This paper attempts to measure the performance of a visual conversational bot called ALICE with a human teammate, opposed to what modern AI study commonly does, which is measuring amongst a counterpart AI. The authors design and deploy two versions of ALICE: one trained by supervised learning and the other by reinforced learning. The authors made Mturk workers have a Q&A session with ALICE to discover a hidden image only shown to ALICE, within a pool of similar images. After a fixed set of questions, the Mturk workers were asked to make a guess for which one was the hidden image. The authors evaluated using the resulting mental rankings of the hidden images after the user’s conversations with the AI. They found in previous works that bots trained using reinforced learning performed better than the other. However, the authors discover that there is no significant difference when evaluated in a human-AI team.

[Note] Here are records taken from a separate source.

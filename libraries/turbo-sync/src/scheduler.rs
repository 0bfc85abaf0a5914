//! Sync Scheduler
//!
//! One control loop owns all scheduling decisions. Timer ticks, debounced
//! watch notifications, front-end commands, engine health changes, retry
//! timers and job completions all arrive as [`SchedulerEvent`]s on a single
//! channel and are handled strictly in order.
//!
//! Per-target lifecycle:
//!
//! ```text
//! Idle -> Queued -> Running -> Idle (succeeded | failed)
//!                           -> Retrying -> Queued -> Running ...
//! ```
//!
//! Jobs run on spawned tasks; the loop only awaits its inbox and registry
//! updates, so a slow subprocess never stalls scheduling.

use crate::error::{Result, SyncError};
use crate::executor::SyncExecutor;
use crate::registry::{RegistryUpdate, TargetRegistry};
use crate::watcher::{run_debouncer, FileWatcher, SharedTargetIndex, TargetIndex};
use async_trait::async_trait;
use chrono::Utc;
use std::collections::{HashMap, HashSet, VecDeque};
use std::sync::Arc;
use tokio::sync::mpsc;
use tokio::time::{Instant, MissedTickBehavior};
use tokio_util::sync::CancellationToken;
use tracing::{debug, info, trace, warn};
use turbo_core::{
    Command, CommandReceiver, EngineReadiness, FailureKind, StatusReporter, StatusSnapshot,
    SyncConfig, SyncJob, SyncStatus, SyncTrigger, TargetId, TargetState, TriggerScope,
};
use turbo_discovery::{DiscoveryError, DiscoveryScanner, ScanDiff};
use turbo_engine::EngineGate;

/// Capacity of the scheduler inbox
const EVENT_CAPACITY: usize = 256;

/// Everything the control loop reacts to
#[derive(Debug)]
pub enum SchedulerEvent {
    /// Periodic scan timer fired
    Tick,

    /// A discovery pass finished; `enqueue` asks for scheduled jobs afterwards
    ScanCompleted {
        result: std::result::Result<ScanDiff, DiscoveryError>,
        enqueue: bool,
    },

    /// Debounced local change for a target
    Watch(TargetId),

    /// Front-end command
    Command(Command),

    /// A job finished, with its outcome recorded
    JobCompleted(SyncJob),

    /// A retry backoff elapsed
    RetryDue { id: TargetId, generation: u64 },

    /// Some engine's health changed
    EngineChanged,

    /// Stop gracefully
    Shutdown,
}

/// Source of discovery results
#[async_trait]
pub trait TargetSource: Send + Sync {
    async fn scan(
        &self,
        known: HashSet<TargetId>,
    ) -> std::result::Result<ScanDiff, DiscoveryError>;
}

/// `TargetSource` that walks the remote tree on the blocking pool
#[derive(Debug, Clone)]
pub struct ScannerSource {
    scanner: Arc<DiscoveryScanner>,
}

impl ScannerSource {
    pub fn new(scanner: DiscoveryScanner) -> Self {
        Self {
            scanner: Arc::new(scanner),
        }
    }
}

#[async_trait]
impl TargetSource for ScannerSource {
    async fn scan(
        &self,
        known: HashSet<TargetId>,
    ) -> std::result::Result<ScanDiff, DiscoveryError> {
        let scanner = Arc::clone(&self.scanner);
        tokio::task::spawn_blocking(move || scanner.scan(&known))
            .await
            .map_err(|e| DiscoveryError::Io(std::io::Error::other(e)))?
    }
}

/// When the control loop returns
#[derive(Debug, Clone, Copy, PartialEq, Eq, Default)]
pub enum RunMode {
    /// Keep scheduling until shut down
    #[default]
    Continuous,

    /// Scan once, sync every target, return when nothing is outstanding
    UntilIdle,
}

/// Final state when the loop returns
#[derive(Debug, Clone, Default, PartialEq, Eq)]
pub struct RunSummary {
    pub total: usize,
    pub succeeded: usize,

    /// Targets whose last job did not succeed
    pub failed: Vec<TargetId>,

    /// The last discovery pass could not read the remote root
    pub scan_failed: bool,
}

impl RunSummary {
    pub fn all_succeeded(&self) -> bool {
        !self.scan_failed && self.succeeded == self.total
    }
}

/// Cloneable sender into a running scheduler
#[derive(Debug, Clone)]
pub struct SchedulerHandle {
    tx: mpsc::Sender<SchedulerEvent>,
}

impl SchedulerHandle {
    /// Report a local change for `id`, as the debouncer would
    pub async fn notify_change(&self, id: TargetId) -> Result<()> {
        self.send(SchedulerEvent::Watch(id)).await
    }

    pub async fn command(&self, command: Command) -> Result<()> {
        self.send(SchedulerEvent::Command(command)).await
    }

    pub async fn shutdown(&self) -> Result<()> {
        self.send(SchedulerEvent::Shutdown).await
    }

    async fn send(&self, event: SchedulerEvent) -> Result<()> {
        self.tx
            .send(event)
            .await
            .map_err(|_| SyncError::ChannelClosed("scheduler"))
    }
}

This paper was a good reminder that the ultimate user at the end is a human. It’s easy to forget that what computers prefer does not automatically translate over to a human’s case. It was especially interesting to see that a significant performance difference in an AI-AI setting was rendered minimal with humans in the loop. It made me wonder what it was about the reinforced-learned ALICE that QBOT preferred over the other version. Once finding that distinguishing factor, we might be able to make humans learn and adapt to the AI, leading to improved team performance.
It was a little disappointing the same research with QBOTs being the subject was left for future work. I would have loved to see the full picture. It could have also provided insight into what I’ve written above; what was it that QBOTs preferred reinforced learning?
This paper identified that there’s still a good distance between human cognition and AI cognition. If further studies find ways to minimize this gap, it will allow a quicker AI design process, where the resulting AI will be effective for both human and AI without needing extra adjustments for the human side. It would be interesting to see if it is possible to train an AI to think like a human in the first place.
These are the questions I had while reading this paper:
1. This paper was presented in 2017. Do you know any other studies done after this that measured human-AI performance? Do they agree that there’s a gap between humans and AIs?
2. If you have experience training visual conversational bots, do you know if a bot prefers some information over others? What is the most significant difference between a bot trained with supervised learning and reinforced learning?
3. In this study, the Mturk workers were asked to make a guess after a fixed number of questions. The study does not measure what’s the minimum or the maximum number of questions needed on average to make an accurate guess. Do you think the accuracy of the guesses will proportionally increase as the number of questions increases? If not, what kind of regression do you think it will follow?